“The encounter with Weill’s music, which I had never heard before because it was not allowed to be played in the Third Reich, was absolutely overwhelming for me because it opened up a tonal but completely new sound world,” he said in a 2018 interview for his former secondary school’s annual publication.
At 10, he also began composing short works for piano. Shortly after, he accompanied his mother’s vocal students at concerts.
In 1955, after graduating high school, he worked at the newly founded opera studio of the Städtische Oper Berlin, now the Deutsche Oper, while taking composition and piano classes at the city’s music conservatory. He also briefly studied musicology at the University of Vienna.
One of his professors at the Berlin conservatory was the influential German composer Boris Blacher, who advised Mr. Reimann to avoid the avant-garde hubs of Darmstadt and Donaueschingen — incubators of modern music with reputations for being experimental but dogmatic — and instead to forge his own path. Doing so, he distinguished himself from older contemporaries, and throughout his long career he remained radically individual, even solitary, as an artist who never belonged to any musical movement or school.
Starting in his 20s, Mr. Reimann accompanied Mr. Fischer-Dieskau and the mezzo-soprano Brigitte Fassbaender in recitals and wrote music for them. Throughout his career, he remained a sought-after and frequently recorded accompanist, and championed young composers through the establishment of the Busoni Composition Prize in 1988 and the Aribert Reimann Foundation, which was founded in 2006.

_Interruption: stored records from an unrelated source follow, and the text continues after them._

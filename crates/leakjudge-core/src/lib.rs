//! leakjudge Core Library
//!
//! Judged evaluation of forensic leakage summaries and multi-run aggregation
//! of the resulting scores.
//!
//! ## Flow
//!
//! - [`harness::EvaluationHarness`] sends each dataset entry to a [`judge::Judge`],
//!   extracts scores with [`extract::extract`] and derives composites with
//!   [`composite::derive`], producing one [`RunResultDocument`] per run.
//! - [`loader`] loads the run documents of N runs in a stable order.
//! - [`aggregate::MetricAggregator`] reduces them to per-entity and overall
//!   mean / population std.

pub mod aggregate;
pub mod composite;
pub mod domain;
pub mod extract;
pub mod fakes;
pub mod harness;
pub mod judge;
pub mod loader;
pub mod obs;
pub mod reporting;
pub mod telemetry;

pub use domain::{
    CompositeScores, EntityResult, EvaluationDataset, EvaluationDatasetEntry, LeakJudgeError,
    LoadError, MetricMap, PrimaryScores, Result, RunResultDocument, COMPOSITE_METRICS,
    PRIMARY_METRICS,
};

pub use aggregate::{aggregate, AggregatedEntity, AggregatedOutput, MetricAggregator, OverallSummary};
pub use extract::{extract, ScoreRecord};
pub use harness::{EvaluationHarness, HarnessOutcome, JudgeFailure, RunArtifact};
pub use judge::{Judge, JudgeConfig, JudgeError, JudgeRequest, OpenAiJudge};
pub use loader::{discover, load, load_dir, LoadedRun};
pub use reporting::{render_overall_md, write_aggregated_json, write_json_atomic, write_overall_md};
pub use telemetry::init_tracing;

/// leakjudge version
pub const VERSION: &str = env!("CARGO_PKG_VERSION");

In 1962, his concert piece, “Fünf Gedichte von Paul Celan,” or “Five Poems by Paul Celan,” premiered at the Berliner Festwochen, an annual performing arts festival, with Mr. Fischer-Dieskau as soloist. Mr. Reimann had met Mr. Celan, a Jewish-Romanian poet who had survived the Holocaust, in Paris in 1957, and was among the first to set his haunting German-language poems to music. Mr. Reimann returned to Mr. Celan’s poetry in 1971, a year after the writer died by suicide, for “Zyklus,” a setting of six poems in a single movement of about 20 minutes.